Exercise directions: Your answer should consist only of the lines below from the one with "the authorization gate." through the one with "pub type Result<T>", copied exactly.

Dataset entries:
● ● ● ●
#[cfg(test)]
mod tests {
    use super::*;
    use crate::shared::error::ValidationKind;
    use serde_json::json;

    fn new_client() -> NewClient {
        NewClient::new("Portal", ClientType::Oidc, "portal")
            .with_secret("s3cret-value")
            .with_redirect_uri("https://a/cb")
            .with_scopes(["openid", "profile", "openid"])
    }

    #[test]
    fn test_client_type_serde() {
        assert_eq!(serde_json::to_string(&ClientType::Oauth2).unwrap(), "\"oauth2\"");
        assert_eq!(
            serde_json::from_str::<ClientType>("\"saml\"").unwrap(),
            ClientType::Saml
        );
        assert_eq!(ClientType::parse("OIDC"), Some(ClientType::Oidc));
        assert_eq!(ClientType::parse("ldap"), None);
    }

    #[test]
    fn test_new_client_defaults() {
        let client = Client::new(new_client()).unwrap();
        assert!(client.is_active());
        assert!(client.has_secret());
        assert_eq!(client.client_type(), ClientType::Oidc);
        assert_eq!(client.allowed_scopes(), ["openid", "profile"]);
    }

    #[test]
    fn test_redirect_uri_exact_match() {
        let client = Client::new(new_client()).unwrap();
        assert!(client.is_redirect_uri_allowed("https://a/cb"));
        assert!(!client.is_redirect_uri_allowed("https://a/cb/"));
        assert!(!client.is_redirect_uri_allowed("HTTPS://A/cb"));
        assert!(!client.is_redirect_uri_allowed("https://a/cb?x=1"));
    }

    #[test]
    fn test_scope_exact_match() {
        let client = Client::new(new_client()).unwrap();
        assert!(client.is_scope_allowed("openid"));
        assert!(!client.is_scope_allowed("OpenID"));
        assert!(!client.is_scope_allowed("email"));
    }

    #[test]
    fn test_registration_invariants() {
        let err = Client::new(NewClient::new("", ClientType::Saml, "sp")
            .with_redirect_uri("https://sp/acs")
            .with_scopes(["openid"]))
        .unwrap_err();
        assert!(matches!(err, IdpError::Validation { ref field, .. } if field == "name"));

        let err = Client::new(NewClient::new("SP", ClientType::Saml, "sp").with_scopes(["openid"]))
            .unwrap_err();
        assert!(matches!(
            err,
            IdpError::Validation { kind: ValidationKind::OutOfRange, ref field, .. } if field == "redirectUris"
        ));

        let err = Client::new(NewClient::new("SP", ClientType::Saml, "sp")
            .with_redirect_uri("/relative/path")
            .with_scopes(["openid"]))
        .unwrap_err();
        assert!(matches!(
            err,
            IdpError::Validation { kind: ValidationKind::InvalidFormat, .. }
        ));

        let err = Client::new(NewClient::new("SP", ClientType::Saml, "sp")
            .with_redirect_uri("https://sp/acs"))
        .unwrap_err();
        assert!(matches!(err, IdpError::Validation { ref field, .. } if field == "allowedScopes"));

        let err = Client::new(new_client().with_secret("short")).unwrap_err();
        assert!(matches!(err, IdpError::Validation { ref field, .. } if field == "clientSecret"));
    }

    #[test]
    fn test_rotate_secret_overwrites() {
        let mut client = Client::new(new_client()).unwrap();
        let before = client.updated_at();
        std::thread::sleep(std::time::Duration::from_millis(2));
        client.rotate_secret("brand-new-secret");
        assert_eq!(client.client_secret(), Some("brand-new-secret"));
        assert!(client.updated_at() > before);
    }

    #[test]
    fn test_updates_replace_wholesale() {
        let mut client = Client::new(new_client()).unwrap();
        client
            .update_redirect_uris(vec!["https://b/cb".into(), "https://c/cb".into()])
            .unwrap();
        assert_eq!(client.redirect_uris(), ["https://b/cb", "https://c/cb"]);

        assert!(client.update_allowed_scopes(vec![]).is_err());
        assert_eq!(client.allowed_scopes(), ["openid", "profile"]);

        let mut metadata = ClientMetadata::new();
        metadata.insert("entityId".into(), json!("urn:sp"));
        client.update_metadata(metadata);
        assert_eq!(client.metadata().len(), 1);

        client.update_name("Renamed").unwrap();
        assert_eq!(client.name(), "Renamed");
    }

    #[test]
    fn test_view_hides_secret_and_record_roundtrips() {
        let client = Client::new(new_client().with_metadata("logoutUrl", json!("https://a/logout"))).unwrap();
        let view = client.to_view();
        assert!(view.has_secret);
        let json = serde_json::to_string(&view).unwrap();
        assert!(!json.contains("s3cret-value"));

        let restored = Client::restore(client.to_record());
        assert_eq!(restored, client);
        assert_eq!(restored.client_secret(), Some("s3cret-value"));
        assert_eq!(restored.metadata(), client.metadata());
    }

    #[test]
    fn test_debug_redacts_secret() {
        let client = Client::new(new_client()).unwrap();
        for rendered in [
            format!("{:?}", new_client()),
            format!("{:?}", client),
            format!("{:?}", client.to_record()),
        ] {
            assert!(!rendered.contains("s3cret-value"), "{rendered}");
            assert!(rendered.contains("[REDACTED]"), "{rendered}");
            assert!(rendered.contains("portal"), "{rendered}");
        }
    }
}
● ● ● ●
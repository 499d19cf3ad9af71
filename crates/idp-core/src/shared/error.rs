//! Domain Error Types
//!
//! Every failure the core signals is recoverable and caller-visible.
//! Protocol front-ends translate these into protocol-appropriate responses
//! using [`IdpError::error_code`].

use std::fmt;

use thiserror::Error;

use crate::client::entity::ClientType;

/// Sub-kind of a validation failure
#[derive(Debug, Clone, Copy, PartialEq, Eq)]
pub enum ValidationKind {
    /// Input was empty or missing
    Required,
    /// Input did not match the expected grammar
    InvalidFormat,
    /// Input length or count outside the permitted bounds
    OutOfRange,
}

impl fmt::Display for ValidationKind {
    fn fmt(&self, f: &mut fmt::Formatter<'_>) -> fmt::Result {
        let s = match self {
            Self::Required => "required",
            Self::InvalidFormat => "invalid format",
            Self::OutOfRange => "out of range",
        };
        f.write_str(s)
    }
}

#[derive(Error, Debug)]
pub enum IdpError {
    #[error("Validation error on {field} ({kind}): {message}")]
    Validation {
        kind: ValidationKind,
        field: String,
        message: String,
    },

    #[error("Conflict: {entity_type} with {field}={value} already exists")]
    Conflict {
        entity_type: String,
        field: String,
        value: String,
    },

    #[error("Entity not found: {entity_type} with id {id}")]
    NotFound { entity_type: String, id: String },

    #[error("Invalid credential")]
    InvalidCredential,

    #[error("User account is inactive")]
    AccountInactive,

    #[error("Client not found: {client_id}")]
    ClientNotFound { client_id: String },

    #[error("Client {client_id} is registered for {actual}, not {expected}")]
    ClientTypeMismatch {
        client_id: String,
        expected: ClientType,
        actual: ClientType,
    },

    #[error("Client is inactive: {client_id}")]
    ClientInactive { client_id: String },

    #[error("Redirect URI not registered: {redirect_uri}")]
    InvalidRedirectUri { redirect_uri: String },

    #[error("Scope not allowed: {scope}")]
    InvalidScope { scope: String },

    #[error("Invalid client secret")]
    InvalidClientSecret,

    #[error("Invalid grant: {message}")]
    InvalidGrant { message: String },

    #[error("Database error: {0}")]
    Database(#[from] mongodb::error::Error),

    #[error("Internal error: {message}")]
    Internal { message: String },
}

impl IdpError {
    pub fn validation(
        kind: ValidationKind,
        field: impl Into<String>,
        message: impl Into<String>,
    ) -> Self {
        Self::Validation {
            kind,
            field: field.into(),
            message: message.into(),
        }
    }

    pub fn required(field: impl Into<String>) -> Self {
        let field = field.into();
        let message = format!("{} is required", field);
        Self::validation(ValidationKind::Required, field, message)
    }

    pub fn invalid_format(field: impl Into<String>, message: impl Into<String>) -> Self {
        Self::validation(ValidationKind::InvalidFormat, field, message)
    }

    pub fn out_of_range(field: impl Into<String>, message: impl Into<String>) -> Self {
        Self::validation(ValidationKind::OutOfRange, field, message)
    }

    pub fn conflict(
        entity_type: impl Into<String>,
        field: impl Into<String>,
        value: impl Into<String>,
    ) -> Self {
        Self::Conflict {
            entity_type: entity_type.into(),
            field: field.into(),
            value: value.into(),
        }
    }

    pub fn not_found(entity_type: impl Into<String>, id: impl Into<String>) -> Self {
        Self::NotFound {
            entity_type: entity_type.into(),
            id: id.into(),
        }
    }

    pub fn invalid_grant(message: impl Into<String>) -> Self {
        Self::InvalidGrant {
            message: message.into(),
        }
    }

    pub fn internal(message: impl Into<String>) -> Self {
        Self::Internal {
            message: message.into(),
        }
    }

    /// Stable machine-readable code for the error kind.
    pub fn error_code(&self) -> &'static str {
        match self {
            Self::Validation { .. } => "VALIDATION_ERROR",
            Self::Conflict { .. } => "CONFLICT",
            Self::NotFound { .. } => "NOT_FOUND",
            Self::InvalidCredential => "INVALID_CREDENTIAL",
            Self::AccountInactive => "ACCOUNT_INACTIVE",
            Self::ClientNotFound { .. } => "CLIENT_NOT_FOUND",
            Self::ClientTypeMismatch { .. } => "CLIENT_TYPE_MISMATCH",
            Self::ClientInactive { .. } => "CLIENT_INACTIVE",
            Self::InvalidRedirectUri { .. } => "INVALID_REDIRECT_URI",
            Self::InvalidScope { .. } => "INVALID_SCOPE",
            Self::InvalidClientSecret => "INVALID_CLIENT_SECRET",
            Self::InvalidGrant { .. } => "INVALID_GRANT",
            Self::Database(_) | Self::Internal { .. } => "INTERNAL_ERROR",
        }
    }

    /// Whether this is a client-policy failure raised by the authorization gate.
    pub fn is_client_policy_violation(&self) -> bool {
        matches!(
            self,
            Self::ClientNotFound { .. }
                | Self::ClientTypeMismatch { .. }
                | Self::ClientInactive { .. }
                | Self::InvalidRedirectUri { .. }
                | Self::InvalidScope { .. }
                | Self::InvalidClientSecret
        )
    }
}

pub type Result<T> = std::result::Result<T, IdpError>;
● ● ● ●
Result of the exercise:
    /// Whether this is a client-policy failure raised by the authorization gate.
    pub fn is_client_policy_violation(&self) -> bool {
        matches!(
            self,
            Self::ClientNotFound { .. }
                | Self::ClientTypeMismatch { .. }
                | Self::ClientInactive { .. }
                | Self::InvalidRedirectUri { .. }
                | Self::InvalidScope { .. }
                | Self::InvalidClientSecret
        )
    }
}

pub type Result<T> = std::result::Result<T, IdpError>;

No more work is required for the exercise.